Waterline expansion to begin in October
Published 6:24 pm Friday, July 26, 2019
According to a contract amendment between the city and project engineer EJES, work on Vicksburg’s auxiliary waterline could begin in October.
The Board of Mayor and Aldermen Thursday approved the amendment, which details the timeline for the project, moments after authorizing city clerk Walter Osborne to advertise for bids for the project.
According to the amendment, a bid is expected to be awarded and a notice to proceed with the project approved in August with the final construction documents completed in September. Construction is expected to take a year to complete.
Mayor George Flaggs Jr. signed an agreement on July 12 with the U.S. Army Corps of Engineers Vicksburg District for $4.5 million in the Water Resources Development Act Section 592 infrastructure program grant money to help cover the cost of the estimated $6 million project. The city’s share of the project cost is $1.5 million.
“This is a great day for the future of Vicksburg,” Flaggs said after the ceremony.
“This is a great beginning because this was a project I inherited. It’s been a long time coming, and I’m just so grateful that we got this grant. We’re getting ready to go out for construction, and I hope it will come within the money that’s allowed.”
Flaggs said the waterline would start at the city’s water treatment center on Haining Road and go south, running parallel to Washington Street.
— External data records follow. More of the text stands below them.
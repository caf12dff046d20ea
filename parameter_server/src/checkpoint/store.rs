use std::{
    collections::HashMap,
    fs,
    io::ErrorKind,
    path::{Path, PathBuf},
};

use log::{debug, info};
use serde::{Deserialize, Serialize};

use super::{GLOBAL_STEP, codec::write_tensors};
use crate::{
    error::{Result, StoreErr},
    storage::VariableStore,
};

const MANIFEST: &str = "checkpoint.json";
const PREFIX: &str = "model.ckpt-";
const EXTENSION: &str = ".safetensors";

/// One retained checkpoint.
#[derive(Debug, Clone, PartialEq, Eq, Serialize, Deserialize)]
pub struct CheckpointEntry {
    pub step: u64,
    pub file: String,
}

/// The retained checkpoints, oldest first.
#[derive(Debug, Default, Serialize, Deserialize)]
struct Manifest {
    checkpoints: Vec<CheckpointEntry>,
}

/// A directory of periodic snapshots of the variable store.
///
/// At most `keep_max` checkpoints are kept, once a save exceeds it the oldest ones are deleted.
#[derive(Debug)]
pub struct CheckpointStore {
    dir: PathBuf,
    keep_max: usize,
    manifest: Manifest,
}

impl CheckpointStore {
    /// Opens the checkpoint directory, creating it if needed.
    ///
    /// # Arguments
    /// * `dir` - The directory the checkpoints are written to.
    /// * `keep_max` - The maximum amount of checkpoints retained, at least 1.
    ///
    /// # Returns
    /// The store, resuming the retention of a previous run when a manifest exists.
    pub fn open(dir: impl Into<PathBuf>, keep_max: usize) -> Result<Self> {
        if keep_max == 0 {
            return Err(StoreErr::ZeroRetention);
        }

        let dir = dir.into();
        fs::create_dir_all(&dir)?;

        let manifest = match fs::read(dir.join(MANIFEST)) {
            Ok(bytes) => serde_json::from_slice(&bytes)?,
            Err(e) if e.kind() == ErrorKind::NotFound => Manifest::default(),
            Err(e) => return Err(e.into()),
        };

        Ok(Self {
            dir,
            keep_max,
            manifest,
        })
    }

    pub fn dir(&self) -> &Path {
        &self.dir
    }

    /// Writes a checkpoint of every variable in `store` and evicts the oldest ones over the limit.
    ///
    /// # Arguments
    /// * `store` - The variables to persist.
    /// * `step` - The global step the snapshot belongs to.
    ///
    /// # Returns
    /// The path of the new checkpoint.
    pub fn save(&mut self, store: &VariableStore, step: u64) -> Result<PathBuf> {
        let file = format!("{PREFIX}{step}{EXTENSION}");
        let path = self.dir.join(&file);

        let metadata = HashMap::from([(GLOBAL_STEP.to_string(), step.to_string())]);
        write_tensors(&path, &store.snapshot(), metadata)?;

        let checkpoints = &mut self.manifest.checkpoints;
        checkpoints.retain(|entry| entry.step != step);
        checkpoints.push(CheckpointEntry { step, file });

        while checkpoints.len() > self.keep_max {
            let oldest = checkpoints.remove(0);
            match fs::remove_file(self.dir.join(&oldest.file)) {
                Err(e) if e.kind() != ErrorKind::NotFound => return Err(e.into()),
                _ => debug!(step = oldest.step; "evicted checkpoint"),
            }
        }

        self.write_manifest()?;
        info!(step = step; "saved checkpoint {}", path.display());

        Ok(path)
    }

    /// The path of the most recent checkpoint, if any.
    pub fn latest(&self) -> Option<PathBuf> {
        self.manifest
            .checkpoints
            .last()
            .map(|entry| self.dir.join(&entry.file))
    }

    /// The retained checkpoints, oldest first.
    pub fn retained(&self) -> &[CheckpointEntry] {
        &self.manifest.checkpoints
    }

    fn write_manifest(&self) -> Result<()> {
        let tmp = self.dir.join(format!("{MANIFEST}.tmp"));
        fs::write(&tmp, serde_json::to_vec_pretty(&self.manifest)?)?;
        fs::rename(tmp, self.dir.join(MANIFEST))?;
        Ok(())
    }
}

/// Finds the most recent checkpoint in `dir` without opening it for writing.
///
/// The manifest is used when present, otherwise the checkpoint file with the highest step.
///
/// # Returns
/// `None` if the directory doesn't exist or holds no checkpoint.
pub fn latest_checkpoint(dir: &Path) -> Result<Option<PathBuf>> {
    match fs::read(dir.join(MANIFEST)) {
        Ok(bytes) => {
            let manifest: Manifest = serde_json::from_slice(&bytes)?;
            return Ok(manifest.checkpoints.last().map(|entry| dir.join(&entry.file)));
        }
        Err(e) if e.kind() != ErrorKind::NotFound => return Err(e.into()),
        Err(_) => {}
    }

    let entries = match fs::read_dir(dir) {
        Ok(entries) => entries,
        Err(e) if e.kind() == ErrorKind::NotFound => return Ok(None),
        Err(e) => return Err(e.into()),
    };

    let mut latest: Option<(u64, PathBuf)> = None;
    for entry in entries {
        let path = entry?.path();
        let Some(step) = path
            .file_name()
            .and_then(|name| name.to_str())
            .and_then(|name| name.strip_prefix(PREFIX)?.strip_suffix(EXTENSION))
            .and_then(|step| step.parse::<u64>().ok())
        else {
            continue;
        };

        if latest.as_ref().is_none_or(|(best, _)| step > *best) {
            latest = Some((step, path));
        }
    }

    Ok(latest.map(|(_, path)| path))
}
It will connect to the existing waterline at Washington Street in front of the Jesse L. Brent Lower Mississippi River Museum and Interpretive Center.
He said a crossing valve was installed on the city’s main waterline when repairs were made to the line in 2010 after the line was exposed and damaged during the construction of the museum.
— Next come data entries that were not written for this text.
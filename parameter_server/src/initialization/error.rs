use rand_distr::{NormalError, uniform::Error as UniformError};
use thiserror::Error;

/// The specific result type for building parameter generators.
pub type Result<T> = std::result::Result<T, InitErr>;

/// Error returned by the `RandParamGen` constructors whenever the distribution can't be built,
/// each constructor has it's own constraints given that they use different distributions.
#[derive(Debug, Error)]
pub enum InitErr {
    #[error("invalid normal distribution: {0}")]
    Normal(#[from] NormalError),

    #[error("invalid uniform distribution: {0}")]
    Uniform(#[from] UniformError),
}
use thiserror::Error;

/// The result type used in the entire machine learning module.
pub type Result<T> = std::result::Result<T, MlErr>;

/// The machine learning module's error type.
#[derive(Debug, Error)]
pub enum MlErr {
    #[error("there's a size mismatch between {a} and {b}, got {got} and expected {expected}")]
    SizeMismatch {
        a: &'static str,
        b: &'static str,
        got: usize,
        expected: usize,
    },

    #[error("shape mismatch for {what}: got {got:?}, expected {expected:?}")]
    ShapeMismatch {
        what: String,
        got: Vec<usize>,
        expected: Vec<usize>,
    },

    #[error("the variable `{0}` is not present in the namespace")]
    MissingVariable(String),

    #[error("index {index} is out of range, the limit is {limit}")]
    IndexOutOfRange { index: i64, limit: usize },

    #[error("invalid learning rate schedule: {0}")]
    InvalidSchedule(String),

    #[error("unknown optimizer `{0}`")]
    UnknownOptimizer(String),

    #[error("unknown mode `{0}`")]
    UnknownMode(String),

    #[error("invalid parameter: {0}")]
    InvalidParameter(String),
}
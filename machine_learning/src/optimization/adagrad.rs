use super::{Optimizer, optimizer::check_len};
use crate::Result;

/// Scales each parameter's step by the inverse root of its accumulated squared gradients.
#[derive(Debug)]
pub struct Adagrad {
    accum: Box<[f32]>,
}

impl Adagrad {
    /// Creates a new `Adagrad` optimizer.
    ///
    /// # Arguments
    /// * `len` - The amount of parameters this instance should hold.
    /// * `initial_accumulator` - The starting value of every accumulator, must be positive.
    pub fn new(len: usize, initial_accumulator: f32) -> Self {
        Self {
            accum: vec![initial_accumulator; len].into_boxed_slice(),
        }
    }
}

impl Optimizer for Adagrad {
    fn update_params(&mut self, lr: f32, grad: &[f32], params: &mut [f32]) -> Result<()> {
        check_len(grad, params, self.accum.len())?;

        params
            .iter_mut()
            .zip(grad)
            .zip(self.accum.iter_mut())
            .for_each(|((p, g), a)| {
                *a += g * g;
                *p -= lr * g / a.sqrt();
            });

        Ok(())
    }
}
“All we have to do is tie into it,” he said.
The damage to the main line was the incentive to begin planning the backup line.
In November 2010, the Board of Mayor and Aldermen hired IMS Engineers of Jackson to perform the engineering for the project. At that time, the city received a $2.45 million 592 grant and the project was estimated at $3.29 million, with the city’s share projected to be $841,821.
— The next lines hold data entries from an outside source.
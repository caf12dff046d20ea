use std::fmt;

/// Where a runner is in its lifecycle.
///
/// `Init → Restored → Running → Finalized`; `Running` is re-entered on every step.
#[derive(Debug, Clone, Copy, Default, PartialEq, Eq)]
pub enum RunnerState {
    #[default]
    Init,
    Restored,
    Running,
    Finalized,
}

impl RunnerState {
    /// Whether `next` may follow `self`.
    pub fn can_become(self, next: RunnerState) -> bool {
        use RunnerState::*;

        matches!(
            (self, next),
            (Init, Restored)
                | (Restored, Running)
                | (Restored, Finalized)
                | (Running, Running)
                | (Running, Finalized)
        )
    }
}

impl fmt::Display for RunnerState {
    fn fmt(&self, f: &mut fmt::Formatter<'_>) -> fmt::Result {
        let name = match self {
            Self::Init => "init",
            Self::Restored => "restored",
            Self::Running => "running",
            Self::Finalized => "finalized",
        };
        f.write_str(name)
    }
}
There was little action by city officials on the project after IMS’ hiring until November 2013, when Flaggs called a meeting of IMS representatives and city, Corps and National Military Park officials. By that time, the three-year delay had caused the project’s cost to nearly double.
The board later fired IMS after project bids came in an estimated $2 to $3 million over budget.
The board in 2016 hired EJES Engineering of Jackson to replace IMS.
EJES developed the new route down Washington Street, but because there were limited funds for the project, the board initially decided to split the project into two phases. The first phase connected part of the line to the water treatment plant.
The board in January canceled that plan after receiving news of the extra money.